For any given good or service, there is a supply and demand. The supply can be described in terms of the possible production of different quantities at different prices. The demand can be described separately as the willingness of the public to purchase different quantities at different prices. The price is the key to both the supply and demand side; it is the price that determines the quantity transacted.

No company can afford to build cars (supply them) if the sales price is only $1. But at a sales price of $30,000, a vast number of cars can be built. The cause is price, and the effect is quantity: the higher the market price for something, the more that manufacturers will want to make and sell it.

Impress the girls with this Lamborghini sports car, at a cost of $350,000. Not a high demand at that price!

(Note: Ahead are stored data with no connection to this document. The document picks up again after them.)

//! Turns a line typed at the prompt into a command.

use derive_more::{Display, Error};
use tracing::instrument;

/// A request typed by the user.
#[derive(Debug, Clone, Copy, PartialEq, Eq)]
pub enum Command {
    /// Place the active player's token.
    Move {
        /// Target row.
        row: usize,
        /// Target column.
        column: usize,
    },
    /// Redraw the board.
    Board,
    /// Print the accepted inputs.
    Help,
    /// Leave the game.
    Quit,
}

/// Input that could not be understood.
#[derive(Debug, Clone, Display, Error)]
#[display("Input error: {} at {}:{}", message, file, line)]
pub struct InputError {
    /// Error message.
    pub message: String,
    /// Line number where error occurred.
    pub line: u32,
    /// Source file where error occurred.
    pub file: &'static str,
}

impl InputError {
    /// Creates a new input error.
    #[track_caller]
    pub fn new(message: String) -> Self {
        let loc = std::panic::Location::caller();
        Self {
            message,
            line: loc.line(),
            file: loc.file(),
        }
    }
}

/// Text listing the accepted inputs.
pub const HELP: &str = "Enter a move as \"row column\", \"row,column\" or \"rc\" (e.g. 1 2).\n\
                        Other commands: b (board), h (help), q (quit).";

/// Parses one line of user input.
///
/// Coordinates are not range-checked here; the controller decides.
#[instrument]
pub fn parse_command(line: &str) -> Result<Command, InputError> {
    let trimmed = line.trim();
    match trimmed.to_ascii_lowercase().as_str() {
        "q" | "quit" | "exit" => return Ok(Command::Quit),
        "b" | "board" => return Ok(Command::Board),
        "h" | "help" | "?" => return Ok(Command::Help),
        "" => return Err(InputError::new("Empty input".to_string())),
        _ => {}
    }

    let parts: Vec<&str> = trimmed
        .split(|c: char| c == ',' || c.is_whitespace())
        .filter(|part| !part.is_empty())
        .collect();

    let (row, column) = match parts.as_slice() {
        [row, column] => (parse_index(row)?, parse_index(column)?),
        [pair] if pair.len() == 2 && pair.chars().all(|c| c.is_ascii_digit()) => {
            let (row, column) = pair.split_at(1);
            (parse_index(row)?, parse_index(column)?)
        }
        _ => {
            return Err(InputError::new(format!(
                "Expected a row and a column, got \"{}\"",
                trimmed
            )));
        }
    };

    Ok(Command::Move { row, column })
}

#[track_caller]
fn parse_index(text: &str) -> Result<usize, InputError> {
    text.parse::<usize>()
        .map_err(|_| InputError::new(format!("\"{}\" is not a row or column number", text)))
}

#[cfg(test)]
mod tests {
    use super::*;

    #[test]
    fn test_parse_space_separated() {
        assert_eq!(
            parse_command("1 2").unwrap(),
            Command::Move { row: 1, column: 2 }
        );
    }

    #[test]
    fn test_parse_comma_and_compact() {
        assert_eq!(
            parse_command(" 2, 0 ").unwrap(),
            Command::Move { row: 2, column: 0 }
        );
        assert_eq!(
            parse_command("02").unwrap(),
            Command::Move { row: 0, column: 2 }
        );
    }

    #[test]
    fn test_out_of_range_is_left_to_controller() {
        assert_eq!(
            parse_command("5 5").unwrap(),
            Command::Move { row: 5, column: 5 }
        );
    }

    #[test]
    fn test_keywords() {
        assert_eq!(parse_command("Q").unwrap(), Command::Quit);
        assert_eq!(parse_command("board").unwrap(), Command::Board);
        assert_eq!(parse_command("?").unwrap(), Command::Help);
    }

    #[test]
    fn test_rejects_garbage() {
        assert!(parse_command("").is_err());
        assert!(parse_command("a b").is_err());
        assert!(parse_command("1 2 3").is_err());
        assert!(parse_command("-1 0").is_err());
        assert!(parse_command("123").is_err());
    }
}
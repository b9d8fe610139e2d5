//! Rules engine and turn controller for two-player tic-tac-toe.
//!
//! # Architecture
//!
//! - **Cell / Board**: a fixed 3x3 grid; tokens are placed once per game
//! - **Rules**: pure win and tie detection over a board
//! - **GameController**: turn order, move validation, terminal checks and
//!   the automatic reset after a finished game
//!
//! Rendering and input capture live outside this crate. A presentation
//! layer owns a [`GameController`], forwards (row, column) moves to it and
//! re-renders from [`GameController::board`] and
//! [`GameController::active_player`].
//!
//! # Example
//!
//! ```
//! use tictactoe_core::{GameController, Outcome, Round};
//!
//! let mut game = GameController::new();
//! game.on_game_end(|outcome: &Outcome| println!("{outcome}"));
//!
//! for (row, column) in [(0, 0), (1, 0), (0, 1), (1, 1)] {
//!     game.play_round(row, column).unwrap();
//! }
//! let round = game.play_round(0, 2).unwrap();
//! assert!(matches!(round, Round::Ended(Outcome::Victory { .. })));
//! ```

#![warn(missing_docs)]
#![forbid(unsafe_code)]

mod board;
mod cell;
mod controller;
mod error;
mod invariants;
mod outcome;
mod player;
mod position;
pub mod rules;

pub use board::{Board, Snapshot};
pub use cell::{Cell, CellValue, Token};
pub use controller::{GameController, GameEndListener};
pub use error::MoveError;
pub use invariants::{
    ControllerInvariants, Invariant, InvariantSet, InvariantViolation, TokenBalanceInvariant,
    TurnMatchesBoardInvariant,
};
pub use outcome::{Outcome, Round};
pub use player::{DEFAULT_PLAYER_ONE_NAME, DEFAULT_PLAYER_TWO_NAME, Player};
pub use position::{BOARD_SIZE, Position};
pub use rules::{Evaluation, Line};
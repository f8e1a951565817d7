use std::sync::Arc;

use chrono::Datelike;
use tracing::instrument;

use crate::matches::{Match, MatchRepository};
use crate::player::{Player, RosterRepository};

use super::aggregator;
use super::errors::StatsError;
use super::leaderboard;
use super::models::{LeaderboardEntry, PlayerStats};

/// Read side of the league. Standings are derived on demand from the roster
/// and the match history; nothing is cached or stored, so deleting a match
/// is automatically reflected in the next query.
pub struct StatsService {
    roster_repository: Arc<dyn RosterRepository>,
    match_repository: Arc<dyn MatchRepository>,
}

impl StatsService {
    pub fn new(
        roster_repository: Arc<dyn RosterRepository>,
        match_repository: Arc<dyn MatchRepository>,
    ) -> Self {
        Self {
            roster_repository,
            match_repository,
        }
    }

    /// Ranked standings over the entire match history.
    #[instrument(skip(self))]
    pub async fn leaderboard(&self) -> Result<Vec<LeaderboardEntry>, StatsError> {
        let (roster, history) = self.snapshot().await?;
        Ok(leaderboard::rank(aggregator::aggregate(&roster, &history)))
    }

    /// Ranked standings over the matches recorded in one calendar month,
    /// by their UTC timestamps.
    #[instrument(skip(self))]
    pub async fn monthly_leaderboard(
        &self,
        year: i32,
        month: u32,
    ) -> Result<Vec<LeaderboardEntry>, StatsError> {
        if !(1..=12).contains(&month) {
            return Err(StatsError::InvalidMonth { month });
        }

        let (roster, history) = self.snapshot().await?;
        let monthly: Vec<&Match> = history
            .iter()
            .filter(|recorded| {
                recorded.created_at.year() == year && recorded.created_at.month() == month
            })
            .collect();
        Ok(leaderboard::rank(aggregator::aggregate(&roster, monthly)))
    }

    /// Per-player standings ordered by name, for the roster page.
    #[instrument(skip(self))]
    pub async fn roster_overview(&self) -> Result<Vec<PlayerStats>, StatsError> {
        let (roster, history) = self.snapshot().await?;
        Ok(leaderboard::roster_overview(aggregator::aggregate(
            &roster, &history,
        )))
    }

    async fn snapshot(&self) -> Result<(Vec<Player>, Vec<Match>), StatsError> {
        let roster = self.roster_repository.list().await?;
        let history = self.match_repository.list_matches().await?;
        Ok((roster, history))
    }
}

The demand for a good is also described in terms of price and quantity. At a given price, there is a specific quantity demanded by the public for the good. A billion people might buy a car if the price were only $1 (unrealistic). At a much higher price of $30,000, the demand drops to a quantity of millions sold (realistic). At a still higher price of more than $100,000, the demand falls much further to the range of only a few thousand that can be sold (these are the very luxurious cars, like the Lamborghini sports car shown at the right).

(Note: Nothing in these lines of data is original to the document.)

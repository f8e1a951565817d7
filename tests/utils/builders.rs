use calcetto::{MatchCandidate, PlayerId, Team};

/// Fluent construction of match reports for tests.
#[derive(Default)]
pub struct MatchBuilder {
    candidate: MatchCandidate,
}

impl MatchBuilder {
    pub fn new() -> Self {
        Self::default()
    }

    pub fn team_a(mut self, attacker: PlayerId, goalkeeper: PlayerId) -> Self {
        self.candidate.team_a_attacker = Some(attacker);
        self.candidate.team_a_goalkeeper = Some(goalkeeper);
        self
    }

    pub fn team_b(mut self, attacker: PlayerId, goalkeeper: PlayerId) -> Self {
        self.candidate.team_b_attacker = Some(attacker);
        self.candidate.team_b_goalkeeper = Some(goalkeeper);
        self
    }

    pub fn winner(mut self, team: Team) -> Self {
        self.candidate.winner = Some(team);
        self
    }

    pub fn shutout(mut self) -> Self {
        self.candidate.shutout = true;
        self
    }

    pub fn build(self) -> MatchCandidate {
        self.candidate
    }
}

Because supply and demand can both be expressed in terms of price and quantity, they can be plotted on the same graph. Price (P) is on the y-axis, and quantity (Q) is on the x-axis. This is in alphabetical order: "p" for price is lower in the alphabet than "q" for quantity, and "p" appears first on the graph as one reads from left to right. Put another way, the graph is of "Ps and Qs," in that order from left to right (P on the y-axis to the left, and Q on the x-axis to the right).

The supply curve is always upward sloping: the higher the sales price, the higher the quantity that companies will produce for sale. That is because higher sales prices bring in greater revenue -- and greater profits -- to provide the incentive to increase the supply quantity.

The demand curve is always downward sloping: the higher the sales price, the lower the quantity the public is willing to buy. Few people will buy a candy bar if it costs $5: if that price is lowered to $2, then more people will want to buy it, and if its price is lowered to $1, then even more will want to buy it, and if its price is lowered to 50 cents, then the demand by the public for that candy bar will be even greater. As the price for something goes down, the demand goes up. That results in a downward-sloping demand curve: as the price goes down the slope of the curve, the quantity demanded (sought) by the public goes up (see the curve labeled "Demand" on the graph below).

The supply and demand form the most basic relationship in all of economics. They are independent of each other, but are placed on the same graph so that it becomes easy to find "equilibrium": the point where supply and demand have the same value for their price, and the same value for their quantity (the point of the intersection of their curves).

If the price is higher than the equilibrium price, then there will be unsold goods due to fewer people wanting to pay the higher price. The sellers then need to lower their price in order to sell these leftover or unsold goods, and that forces the price downward to the equilibrium price. Conversely, if the price is lower than the equilibrium price, then the sellers will not have enough goods to satisfy the higher demand by the public. The sellers will then increase their price (and their revenue) to take advantage of the higher demand. These market forces both above and below the equilibrium price are what push the final price to the point where the supply curve intersects the demand curve. At this point the price and quantity for the supply are precisely equal to the price and quantity for the demand.

The supply and demand curves usually look like this:

Supply and demand.gif

In the graph above, P* and Q* are the price and quantity at which the good is sold: the equilibrium price and quantity.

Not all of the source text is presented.